**What the exercise asks**.
The required result is one figure, the count of lines below with the string "registered" in them.

**Extracted information**.
//! Route registry.
//!
//! # Responsibilities
//! - Group parsed definitions by (method, pattern)
//! - Merge state-tagged files into one route with named variants
//! - Reject duplicate and ambiguous routes before any request is served
//! - Expose per-method lookup for the matcher and a serialisable snapshot
//!
//! # Design Decisions
//! - Immutable after `build`; reloads build a fresh registry
//! - Every route must have an untagged default variant
//! - All errors are returned together, not just the first

use std::collections::btree_map::Entry;
use std::collections::{BTreeMap, HashMap};
use std::sync::Arc;

use serde::Serialize;
use serde_json::Value;
use thiserror::Error;

use crate::definition::{ParsedDefinition, Variant};
use crate::routing::pattern::RoutePattern;
use crate::routing::{HttpMethod, RouteKey};

/// Errors that make a set of definitions unusable.
#[derive(Debug, Clone, PartialEq, Eq, Error)]
pub enum RegistryError {
    #[error("duplicate {variant} variant for {method} {pattern}: `{first}` and `{second}`")]
    DuplicateRoute {
        method: HttpMethod,
        pattern: String,
        variant: String,
        first: String,
        second: String,
    },

    #[error("ambiguous routes for {method}: `{first}` and `{second}` match the same paths")]
    AmbiguousRoute {
        method: HttpMethod,
        first: String,
        second: String,
    },

    #[error("{method} {pattern} has no default variant (only state-tagged files: {})", sources.join(", "))]
    MissingDefaultVariant {
        method: HttpMethod,
        pattern: String,
        sources: Vec<String>,
    },
}

/// A registered endpoint with its default and state variants.
#[derive(Debug, Clone)]
pub struct RouteDefinition {
    pub key: RouteKey,
    /// Parameter names in pattern order.
    pub params: Vec<String>,
    pub default: Arc<Variant>,
    /// `None` when no file for this route carries a state tag.
    pub states: Option<BTreeMap<String, Arc<Variant>>>,
    /// Files that contributed to this route.
    pub sources: Vec<String>,
}

impl RouteDefinition {
    pub fn method(&self) -> HttpMethod {
        self.key.method
    }

    pub fn pattern(&self) -> &RoutePattern {
        &self.key.pattern
    }

    /// Variant registered under `tag`, if any.
    pub fn state(&self, tag: &str) -> Option<&Arc<Variant>> {
        self.states.as_ref().and_then(|states| states.get(tag))
    }
}

#[derive(Default)]
struct Group {
    default: Option<(Arc<Variant>, String)>,
    states: BTreeMap<String, (Arc<Variant>, String)>,
    sources: Vec<String>,
}

/// Compiled routing table, grouped by method.
#[derive(Debug, Clone, Default)]
pub struct Registry {
    routes: BTreeMap<HttpMethod, Vec<Arc<RouteDefinition>>>,
}

impl Registry {
    /// Build the registry from parser output.
    pub fn build(definitions: Vec<ParsedDefinition>) -> Result<Self, Vec<RegistryError>> {
        let mut errors = Vec::new();
        let mut groups: BTreeMap<RouteKey, Group> = BTreeMap::new();

        for definition in definitions {
            let ParsedDefinition { key, tag, variant, source } = definition;
            let method = key.method;
            let pattern = key.pattern.to_string();
            let group = groups.entry(key).or_default();
            if !group.sources.contains(&source) {
                group.sources.push(source.clone());
            }

            let duplicate = |variant: String, first: &str, second: String| RegistryError::DuplicateRoute {
                method,
                pattern: pattern.clone(),
                variant,
                first: first.to_string(),
                second,
            };

            match tag {
                None => match &group.default {
                    Some((_, first)) => errors.push(duplicate("default".to_string(), first, source)),
                    None => group.default = Some((Arc::new(variant), source)),
                },
                Some(tag) => match group.states.entry(tag) {
                    Entry::Occupied(entry) => {
                        let label = format!("state `{}`", entry.key());
                        errors.push(duplicate(label, &entry.get().1, source));
                    }
                    Entry::Vacant(entry) => {
                        entry.insert((Arc::new(variant), source));
                    }
                },
            }
        }

        let mut routes: BTreeMap<HttpMethod, Vec<Arc<RouteDefinition>>> = BTreeMap::new();
        for (key, group) in groups {
            let Some((default, _)) = group.default else {
                errors.push(RegistryError::MissingDefaultVariant {
                    method: key.method,
                    pattern: key.pattern.to_string(),
                    sources: group.sources,
                });
                continue;
            };

            let states = (!group.states.is_empty()).then(|| {
                group
                    .states
                    .into_iter()
                    .map(|(tag, (variant, _))| (tag, variant))
                    .collect()
            });

            routes.entry(key.method).or_default().push(Arc::new(RouteDefinition {
                params: key.pattern.params(),
                key,
                default,
                states,
                sources: group.sources,
            }));
        }

        errors.extend(find_ambiguities(&routes));

        if errors.is_empty() {
            Ok(Self { routes })
        } else {
            Err(errors)
        }
    }

    /// Routes registered for `method`, in pattern order.
    pub fn lookup(&self, method: HttpMethod) -> &[Arc<RouteDefinition>] {
        self.routes.get(&method).map(Vec::as_slice).unwrap_or_default()
    }

    /// Route registered for exactly this method and pattern.
    pub fn get(&self, method: HttpMethod, pattern: &RoutePattern) -> Option<&Arc<RouteDefinition>> {
        self.lookup(method).iter().find(|r| r.pattern() == pattern)
    }

    /// Whether any method registers `pattern`.
    pub fn has_pattern(&self, pattern: &RoutePattern) -> bool {
        self.iter().any(|r| r.pattern() == pattern)
    }

    pub fn iter(&self) -> impl Iterator<Item = &Arc<RouteDefinition>> {
        self.routes.values().flatten()
    }

    pub fn len(&self) -> usize {
        self.routes.values().map(Vec::len).sum()
    }

    pub fn is_empty(&self) -> bool {
        self.len() == 0
    }

    /// Serialisable view keyed by method, then pattern.
    pub fn snapshot(&self) -> RoutesSnapshot {
        self.routes
            .iter()
            .map(|(method, routes)| {
                let by_pattern = routes
                    .iter()
                    .map(|route| (route.pattern().to_string(), RouteView::from(route.as_ref())))
                    .collect();
                (*method, by_pattern)
            })
            .collect()
    }
}

fn find_ambiguities(routes: &BTreeMap<HttpMethod, Vec<Arc<RouteDefinition>>>) -> Vec<RegistryError> {
    let mut errors = Vec::new();
    for (method, routes) in routes {
        let mut seen = HashMap::new();
        for route in routes {
            if let Some(first) = seen.insert(route.pattern().shape(), route.pattern()) {
                errors.push(RegistryError::AmbiguousRoute {
                    method: *method,
                    first: first.to_string(),
                    second: route.pattern().to_string(),
                });
            }
        }
    }
    errors
}

/// Routes snapshot: method → pattern → route view.
pub type RoutesSnapshot = BTreeMap<HttpMethod, BTreeMap<String, RouteView>>;

/// Serialisable view of one variant.
#[derive(Debug, Clone, PartialEq, Serialize)]
#[serde(rename_all = "camelCase")]
pub struct VariantView {
    pub status_code: u16,
    #[serde(skip_serializing_if = "BTreeMap::is_empty")]
    pub header: BTreeMap<String, String>,
    pub file_content: String,
    pub is_extended: bool,
    pub body: Option<Value>,
}

impl From<&Variant> for VariantView {
    fn from(variant: &Variant) -> Self {
        Self {
            status_code: variant.status_code,
            header: variant.headers.clone(),
            file_content: variant.content.clone(),
            is_extended: variant.is_extended(),
            body: variant.body().cloned(),
        }
    }
}

/// Serialisable view of one route: its default variant plus its states.
#[derive(Debug, Clone, PartialEq, Serialize)]
pub struct RouteView {
    #[serde(flatten)]
    pub default: VariantView,
    pub params: Vec<String>,
    #[serde(skip_serializing_if = "Option::is_none")]
    pub states: Option<BTreeMap<String, VariantView>>,
}

impl From<&RouteDefinition> for RouteView {
    fn from(route: &RouteDefinition) -> Self {
        Self {
            default: VariantView::from(route.default.as_ref()),
            params: route.params.clone(),
            states: route.states.as_ref().map(|states| {
                states
                    .iter()
                    .map(|(tag, variant)| (tag.clone(), VariantView::from(variant.as_ref())))
                    .collect()
            }),
        }
    }
}

#[cfg(test)]
mod tests {
    use super::*;
    use crate::definition::parse_definition;

    fn parsed(files: &[(&str, &str)]) -> Vec<ParsedDefinition> {
        files
            .iter()
            .flat_map(|(path, content)| parse_definition(path, content).unwrap())
            .collect()
    }

    #[test]
    fn test_merges_states_into_route() {
        let registry = Registry::build(parsed(&[
            ("users/[userid].DELETE.json", r#"{"__body": {"deleted": true}}"#),
            ("users/[userid].DELETE.404.{ERR}.json", r#"{"__body": {"error": "missing"}, "__header": {"x-err": "1"}}"#),
            ("users/[userid].DELETE.401.{INV_CRED|INV_TOKEN}.json", r#"{"error": "auth"}"#),
        ]))
        .unwrap();

        let pattern = RoutePattern::parse("/users/[userid]").unwrap();
        let route = registry.get(HttpMethod::Delete, &pattern).unwrap();
        let states = route.states.as_ref().unwrap();
        assert_eq!(states.keys().collect::<Vec<_>>(), vec!["ERR", "INV_CRED", "INV_TOKEN"]);
        assert_eq!(route.state("ERR").unwrap().status_code, 404);
        assert!(route.state("ERR").unwrap().is_extended());
        assert_eq!(route.state("INV_TOKEN").unwrap().status_code, 401);
        assert_eq!(route.params, vec!["userid"]);
        assert_eq!(route.sources.len(), 3);
        assert!(registry.get(HttpMethod::Get, &pattern).is_none());
    }

    #[test]
    fn test_route_without_tags_has_no_states() {
        let registry = Registry::build(parsed(&[("users/*.json", "[]")])).unwrap();
        let route = &registry.lookup(HttpMethod::Get)[0];
        assert!(route.states.is_none());
        assert_eq!(registry.len(), 1);
    }

    #[test]
    fn test_duplicate_default() {
        let errors = Registry::build(parsed(&[("plants.json", "[]"), ("plants.GET.json", "[]")])).unwrap_err();
        assert_eq!(
            errors,
            vec![RegistryError::DuplicateRoute {
                method: HttpMethod::Get,
                pattern: "/plants".into(),
                variant: "default".into(),
                first: "plants.json".into(),
                second: "plants.GET.json".into(),
            }]
        );
    }

    #[test]
    fn test_duplicate_state_tag() {
        let errors = Registry::build(parsed(&[
            ("plants.json", "[]"),
            ("plants.404.{ERR}.json", "[]"),
            ("plants.500.{ERR}.json", "[]"),
        ]))
        .unwrap_err();
        assert!(matches!(&errors[0], RegistryError::DuplicateRoute { variant, .. } if variant == "state `ERR`"));
    }

    #[test]
    fn test_missing_default_variant() {
        let errors = Registry::build(parsed(&[("plants.404.{ERR}.json", "[]")])).unwrap_err();
        assert!(matches!(&errors[0], RegistryError::MissingDefaultVariant { pattern, .. } if pattern == "/plants"));
    }

    #[test]
    fn test_ambiguous_param_names() {
        let errors = Registry::build(parsed(&[("users/[id].json", "{}"), ("users/[userid].json", "{}")])).unwrap_err();
        assert!(matches!(&errors[0], RegistryError::AmbiguousRoute { method: HttpMethod::Get, .. }));

        // Same shapes under different methods are fine.
        assert!(Registry::build(parsed(&[("users/[id].json", "{}"), ("users/[userid].PUT.json", "{}")])).is_ok());
    }

    #[test]
    fn test_snapshot_shape() {
        let registry = Registry::build(parsed(&[
            ("users/*.json", "[]"),
            ("users/[userid].DELETE.json", "{}"),
            ("users/[userid].DELETE.404.{ERR}.json", r#"{"__body": null, "__header": {"a": "b"}}"#),
        ]))
        .unwrap();
        let json = serde_json::to_value(registry.snapshot()).unwrap();
        assert!(json["GET"]["/users/*"].get("states").is_none());
        assert_eq!(json["GET"]["/users/*"]["statusCode"], 200);
        assert_eq!(json["DELETE"]["/users/[userid]"]["states"]["ERR"]["statusCode"], 404);
        assert_eq!(json["DELETE"]["/users/[userid]"]["states"]["ERR"]["isExtended"], true);
        assert_eq!(json["DELETE"]["/users/[userid]"]["states"]["ERR"]["header"]["a"], "b");
    }
}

**Reply**.
4